Can we use evidence to align congenital cytomegalovirus (CMV) infection diagnosis and management practice in infants with hearing loss across tertiary children’s hospitals in NSW?

Dr Elizabeth Peadon1, Dr Philip Britton1,2,3, Dr Carolyn Cottier4, Ms Melanie Dowling5, Ms Janet Hodge6, Professor Alison Kesson1,2,3, Ms Judith McCloskey7, Dr Joanne McIntosh5, Professor Pamela Palasanthiran4,8, Ms Deepali Trackroo1, Dr Monica Wilkinson4,8, Professor William Rawlinson9,10

1The Children’s Hospital at Westmead, Westmead, Australia,

2Discipline of Child and Adolescent Health, University of Sydney, Sydney, Australia,

3Marie Bashir Institute for Infectious Diseases and Biosecurity, Sydney Medical School, The University of Sydney, Sydney, Australia,

4Sydney Children’s Hospital, Randwick, Australia,

5John Hunter Children’s Hospital, Newcastle, Australia,

6Hunter New England Local Health District, Newcastle, Australia,

7Western Sydney Local Health District, Sydney, Sydney,

8School of Women’s and Children’s Health, University of New South wales, Sydney, Australia,

9NSW Health Pathology, Randwick, Australia,

10Schools of Medical Sciences, Biotechnology and Biomolecular Sciences, and Women’s and Children’s Health, University of New South Wales, Sydney, Australia


As occurs in many tertiary care children’s hospitals, those in Sydney and northern NSW have had different approaches to screening, diagnosis and management of congenital cytomegalovirus (CMV) infection. The two Sydney children’s hospitals were brought under the one umbrella in the Sydney Children’s Hospitals Network (SCHN) in 2010, and practices are being harmonised to improve services. Over the past few years, families of infants with hearing loss have become more aware of congenital CMV and the variations in practice. International expert consensus guideline for prevention, diagnosis and therapy of congenital CMV continue to highlight the importance of targeted CMV testing in infants with hearing loss (1).

Questions from clinicians, families, and the  publication of the international guideline in 2017 provided impetus for the children’s hospitals to review their practices in this area. In 2018, a working group representing paediatric hearing services, audiology, infectious diseases and virology met to work towards an evidence-based SCHN and JHH approach to the diagnosis and management of congenital CMV infection in infants with hearing loss. This collaboration has now expanded to include other partners including the SWISH coordinators.  We aim to have the entire state progressing to best international practice in this area. The work has led to a grant proposal to trial targeted congenital CMV infection screening within the scope of the SWISH.

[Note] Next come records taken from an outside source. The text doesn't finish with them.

//! Fixed-bin histogram
//!
//! Bins split `[lower, upper)` evenly. Values outside the range clamp into
//! the first or last bin so every numeric value is counted exactly once,
//! which keeps the histogram invertible.

use crate::algebra::{retract_underflow, shape_mismatch, StatisticAlgebra};
use crate::state::{HistogramResult, StatResult, StatState};
use geostats_core::{Error, Record, Result, StatisticKind};

/// Upper limit on bins per histogram
pub const MAX_BINS: u32 = 65_536;

/// Histogram of a numeric field
#[derive(Debug)]
pub struct HistogramAlgebra {
    kind: StatisticKind,
    field: String,
    bins: u32,
    lower: i64,
    upper: i64,
}

impl HistogramAlgebra {
    /// Create a histogram, validating the bin layout
    pub fn new(field: impl Into<String>, bins: u32, lower: i64, upper: i64) -> Result<Self> {
        let field = field.into();
        let kind = StatisticKind::histogram(field.clone(), bins, lower, upper);
        if bins == 0 || bins > MAX_BINS {
            return Err(Error::InvalidKind {
                kind,
                reason: format!("bin count must be within 1..={}", MAX_BINS),
            });
        }
        if lower >= upper {
            return Err(Error::InvalidKind {
                kind,
                reason: "lower bound must be below upper bound".to_string(),
            });
        }
        Ok(HistogramAlgebra {
            kind,
            field,
            bins,
            lower,
            upper,
        })
    }

    /// Bin index for a value
    pub fn bin_of(&self, v: f64) -> usize {
        let width = (self.upper as f64 - self.lower as f64) / self.bins as f64;
        let idx = ((v - self.lower as f64) / width).floor();
        if idx <= 0.0 {
            0
        } else {
            (idx as usize).min(self.bins as usize - 1)
        }
    }

    fn bin_for(&self, record: &Record) -> Option<usize> {
        record
            .field(&self.field)
            .and_then(|v| v.as_f64())
            .map(|v| self.bin_of(v))
    }

    fn bins_mut<'a>(&self, state: &'a mut StatState) -> Result<&'a mut Vec<u64>> {
        if !matches!(state, StatState::Histogram(bins) if bins.len() == self.bins as usize) {
            return Err(shape_mismatch(&self.kind, state));
        }
        match state {
            StatState::Histogram(bins) => Ok(bins),
            other => Err(shape_mismatch(&self.kind, other)),
        }
    }
}

impl StatisticAlgebra for HistogramAlgebra {
    fn kind(&self) -> &StatisticKind {
        &self.kind
    }

    fn identity(&self) -> StatState {
        StatState::Histogram(vec![0; self.bins as usize])
    }

    fn apply(&self, state: &mut StatState, record: &Record) -> Result<()> {
        let bins = self.bins_mut(state)?;
        if let Some(i) = self.bin_for(record) {
            bins[i] += 1;
        }
        Ok(())
    }

    fn combine(&self, state: &mut StatState, other: &StatState) -> Result<()> {
        let other_bins = match other {
            StatState::Histogram(b) if b.len() == self.bins as usize => b,
            other => return Err(shape_mismatch(&self.kind, other)),
        };
        let bins = self.bins_mut(state)?;
        for (a, b) in bins.iter_mut().zip(other_bins) {
            *a += b;
        }
        Ok(())
    }

    fn is_invertible(&self) -> bool {
        true
    }

    fn retract(&self, state: &mut StatState, record: &Record) -> Result<()> {
        let bins = self.bins_mut(state)?;
        if let Some(i) = self.bin_for(record) {
            bins[i] = bins[i]
                .checked_sub(1)
                .ok_or_else(|| retract_underflow(&self.kind, record))?;
        }
        Ok(())
    }

    fn result(&self, state: &StatState) -> Result<StatResult> {
        match state {
            StatState::Histogram(bins) => Ok(StatResult::Histogram(HistogramResult {
                lower: self.lower,
                upper: self.upper,
                bins: bins.clone(),
            })),
            other => Err(shape_mismatch(&self.kind, other)),
        }
    }
}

This presentation will discuss changing practice for congenital CMV infection diagnosis and management for infants with hearing loss across tertiary children’s hospitals. The evidence, enabling factors, what we can learn from others’ experiences and the challenges will be discussed in the setting of increasing expectations and needs from families.

  1. Rawlinson WD, Boppana SB, Fowler KB, et al. Congenital cytomegalovirus infection in pregnancy and the neonate: consensus recommendations for prevention, diagnosis, and therapy. Lancet Infect Dis. 2017;17(6):e177-e88.


Dr Elizabeth Peadon (MBBS, DCH, MPH, PhD, FRACP) is a developmental paediatrician and the Head of the Deafness Centre at The Children’s Hospital at Westmead.  Dr Peadon works with children who have permanent hearing loss and their families regarding the aetiology of hearing loss, management and associated developmental issues.